Tonight my friend Carrie came over for dinner. My voice issue has been acting up, so she carried the conversation like a champ. I love hearing about all of her adventures in work and love.
Spending a lot of time alone while I’m not working and putting effort toward my recovery, I start to feel like my life is on hold and everything is standing still. Putting myself in the presence of others, no matter how broken I’m feeling, feels like it puts me back in the flow of life. (Thanks Carrie!) I’m sure there’s neuroscience that explains this, but I’ll just go with feeling.
I also feel this way when I go to my pain clinic groups. I’m usually tensely wrapped up in my thoughts and pain without realizing it, but by the end, after seeing everyone and talking about a therapeutic topic that resonates, I drive home feeling like a happy, gooey cheese. (Excuse the weird analogy- that’s what comes to mind.)
This makes me think about how much I love and appreciate the presence of my husband too, as the person I see every day.

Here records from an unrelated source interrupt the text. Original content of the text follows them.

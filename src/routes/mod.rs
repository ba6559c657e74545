pub mod articles;
pub mod health;
pub mod metrics;
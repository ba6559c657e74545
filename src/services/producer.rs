//! Submission side of the job lifecycle.
//!
//! `submit` validates the URL, writes the initial `pending` record, then
//! enqueues the job message. The pending write comes first: if the worker
//! could dequeue before it landed, the producer's write would clobber a
//! later record and break the status ordering contract. Only after the
//! enqueue round-trip is acknowledged does the caller get a job id.

use std::sync::Arc;
use url::Url;
use uuid::Uuid;

use crate::models::article::ProcessingResult;
use crate::models::job::{JobMessage, JobRecord};
use crate::services::queue::{JobQueue, QueueError};
use crate::services::store::{StatusStore, StoreError};

#[derive(Debug, thiserror::Error)]
pub enum SubmitError {
    #[error("invalid article URL: {0}")]
    InvalidUrl(String),

    #[error("failed to enqueue job: {0}")]
    Enqueue(#[from] QueueError),

    #[error("failed to record job status: {0}")]
    Store(#[from] StoreError),
}

#[derive(Debug, thiserror::Error)]
pub enum LookupError {
    #[error("no job found for id {0}")]
    NotFound(Uuid),

    #[error("failed to read job status: {0}")]
    Store(#[from] StoreError),
}

/// Accepts submissions and answers status polls.
pub struct Producer {
    queue: Arc<JobQueue>,
    store: Arc<StatusStore>,
}

impl Producer {
    pub fn new(queue: Arc<JobQueue>, store: Arc<StatusStore>) -> Self {
        Self { queue, store }
    }

    /// Submit a URL for analysis, returning the job id to poll.
    pub async fn submit(&self, url: &str) -> Result<Uuid, SubmitError> {
        let url = validate_url(url)?;
        let job_id = Uuid::new_v4();

        self.store
            .put(job_id, &JobRecord::pending(url.as_str()))
            .await?;

        let message = JobMessage {
            job_id,
            url: url.into(),
        };
        if let Err(e) = self.queue.enqueue(&message).await {
            // Roll back the pending record so a failed submission leaves no
            // trace. If the cleanup fails too, the orphan record is harmless
            // because its id is never returned.
            if let Err(cleanup) = self.store.remove(job_id).await {
                tracing::warn!(
                    job_id = %job_id,
                    error = %cleanup,
                    "Failed to remove pending record after enqueue failure"
                );
            }
            return Err(SubmitError::Enqueue(e));
        }

        metrics::counter!("article_jobs_submitted").increment(1);
        tracing::info!(job_id = %job_id, url = %message.url, "Job accepted and enqueued");

        Ok(job_id)
    }

    /// Look up the current status of a job.
    pub async fn status(&self, job_id: Uuid) -> Result<ProcessingResult, LookupError> {
        let record = self
            .store
            .get(job_id)
            .await?
            .ok_or(LookupError::NotFound(job_id))?;

        Ok(ProcessingResult {
            job_id,
            status: record.status,
            url: record.url,
            analysis: record.analysis,
        })
    }
}

/// Require a syntactically valid absolute http/https URL with a host.
/// Returns the parsed, normalized form.
fn validate_url(raw: &str) -> Result<Url, SubmitError> {
    let url = Url::parse(raw).map_err(|e| SubmitError::InvalidUrl(e.to_string()))?;

    if url.scheme() != "http" && url.scheme() != "https" {
        return Err(SubmitError::InvalidUrl(format!(
            "unsupported scheme '{}'",
            url.scheme()
        )));
    }
    if url.host_str().is_none() {
        return Err(SubmitError::InvalidUrl("URL has no host".to_string()));
    }

    Ok(url)
}

#[cfg(test)]
mod tests {
    use super::*;

    #[test]
    fn test_accepts_http_and_https() {
        assert!(validate_url("http://example.com/a").is_ok());
        assert!(validate_url("https://example.com/a?q=1#frag").is_ok());
    }

    #[test]
    fn test_rejects_relative_url() {
        assert!(matches!(
            validate_url("/articles/latest"),
            Err(SubmitError::InvalidUrl(_))
        ));
    }

    #[test]
    fn test_rejects_non_http_scheme() {
        assert!(matches!(
            validate_url("ftp://example.com/file"),
            Err(SubmitError::InvalidUrl(_))
        ));
        assert!(matches!(
            validate_url("file:///etc/passwd"),
            Err(SubmitError::InvalidUrl(_))
        ));
    }

    #[test]
    fn test_rejects_garbage() {
        assert!(matches!(
            validate_url("not a url"),
            Err(SubmitError::InvalidUrl(_))
        ));
        assert!(matches!(validate_url(""), Err(SubmitError::InvalidUrl(_))));
    }

    #[test]
    fn test_normalizes_parsed_form() {
        let url = validate_url("HTTPS://Example.COM/path").unwrap();
        assert_eq!(url.as_str(), "https://example.com/path");
    }
}
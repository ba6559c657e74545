use article_analyzer::{
    config::AppConfig,
    services::{analyzer::ArticleAnalyzer, queue::JobQueue, store::StatusStore, worker::Worker},
};
use std::sync::Arc;
use std::time::Duration;
use tracing_subscriber::EnvFilter;

const POLL_TIMEOUT: Duration = Duration::from_secs(5);
const RETRY_BACKOFF: Duration = Duration::from_secs(1);

#[tokio::main]
async fn main() {
    // Initialize structured logging
    tracing_subscriber::fmt()
        .with_env_filter(
            EnvFilter::try_from_default_env().unwrap_or_else(|_| EnvFilter::new("info")),
        )
        .json()
        .init();

    tracing::info!("Starting article analysis worker");

    // Load configuration
    let config = AppConfig::from_env().expect("Failed to load configuration");

    // Initialize services
    tracing::info!("Connecting to Redis job queue");
    let queue = JobQueue::new(&config.redis_url, &config.queue_name)
        .expect("Failed to initialize job queue");

    tracing::info!("Connecting to status store");
    let store =
        StatusStore::new(config.status_store_url()).expect("Failed to initialize status store");

    let analyzer = ArticleAnalyzer::new(Duration::from_secs(config.analysis_timeout_secs))
        .expect("Failed to initialize article analyzer");

    let queue = Arc::new(queue);
    let store = Arc::new(store);

    // Reclaim deliveries left in flight by a previous crash before taking
    // new work. Redelivery of finished jobs is idempotent.
    match queue.recover_processing().await {
        Ok(0) => {}
        Ok(n) => tracing::warn!(recovered = n, "Requeued orphaned in-flight deliveries"),
        Err(e) => tracing::error!(error = %e, "Startup recovery failed"),
    }

    let worker = Worker::new(queue, store, analyzer, POLL_TIMEOUT, RETRY_BACKOFF);

    tracing::info!("Worker ready, starting job processing loop");
    worker.run().await;
}
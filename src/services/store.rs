//! Durable status store keyed by job id.
//!
//! Records are full-JSON string values under `{namespace}:<job_id>`. Every
//! write replaces the whole record, so a duplicate delivery that rewrites a
//! record cannot partially corrupt it.

use redis::AsyncCommands;
use uuid::Uuid;

use crate::models::job::JobRecord;

const KEY_NAMESPACE: &str = "article_analysis:status";

/// Redis-backed key-value store of job status records.
pub struct StatusStore {
    client: redis::Client,
}

impl StatusStore {
    pub fn new(redis_url: &str) -> Result<Self, StoreError> {
        let client = redis::Client::open(redis_url).map_err(StoreError::Redis)?;
        Ok(Self { client })
    }

    fn key(job_id: Uuid) -> String {
        format!("{KEY_NAMESPACE}:{job_id}")
    }

    async fn connection(&self) -> Result<redis::aio::MultiplexedConnection, StoreError> {
        self.client
            .get_multiplexed_async_connection()
            .await
            .map_err(StoreError::Redis)
    }

    /// Write a full record for `job_id`, replacing any existing value.
    pub async fn put(&self, job_id: Uuid, record: &JobRecord) -> Result<(), StoreError> {
        let mut conn = self.connection().await?;
        let value = serde_json::to_string(record).map_err(StoreError::Serialize)?;
        conn.set::<_, _, ()>(Self::key(job_id), value)
            .await
            .map_err(StoreError::Redis)?;
        Ok(())
    }

    /// Read the record for `job_id`, or `None` if no record exists.
    pub async fn get(&self, job_id: Uuid) -> Result<Option<JobRecord>, StoreError> {
        let mut conn = self.connection().await?;
        let value: Option<String> = conn
            .get(Self::key(job_id))
            .await
            .map_err(StoreError::Redis)?;

        match value {
            Some(v) => {
                let record: JobRecord =
                    serde_json::from_str(&v).map_err(StoreError::Serialize)?;
                Ok(Some(record))
            }
            None => Ok(None),
        }
    }

    /// Delete the record for `job_id`. Used to roll back a pending record
    /// when the enqueue that follows it fails.
    pub async fn remove(&self, job_id: Uuid) -> Result<(), StoreError> {
        let mut conn = self.connection().await?;
        conn.del::<_, ()>(Self::key(job_id))
            .await
            .map_err(StoreError::Redis)?;
        Ok(())
    }

    /// Check Redis connectivity (for health checks).
    pub async fn health_check(&self) -> Result<(), StoreError> {
        let mut conn = self.connection().await?;
        redis::cmd("PING")
            .query_async::<String>(&mut conn)
            .await
            .map_err(StoreError::Redis)?;
        Ok(())
    }
}

#[derive(Debug, thiserror::Error)]
pub enum StoreError {
    #[error("Redis error: {0}")]
    Redis(#[from] redis::RedisError),

    #[error("Serialization error: {0}")]
    Serialize(#[from] serde_json::Error),
}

One aspect of my life right now that I’d like to change is that I spend a lot of time alone. I had always been a super social person with a big network until my injuries and chronic pain caused me to need to reduce things smaller and smaller. I’m going to work on changing this.
Being in pain tends to make people want to isolate, (a “Don’t look at me, I’m a monster!” sort of feeling). But after having pain over a long period of time, us chronic pain-ers need to start tending to the opposite for positive recovery.
It feels like it actually takes a lot of skills and tools to do this, which we’ve never had to use before. First of all it takes energy to be social. We have to pace ourselves, we have to have acceptance for our conditions and however we’ll appear to others, and we have to be aware of and comfortable with any accommodations we might need to participate.
I’ll start reflecting on spending less time alone and how to flex these tools.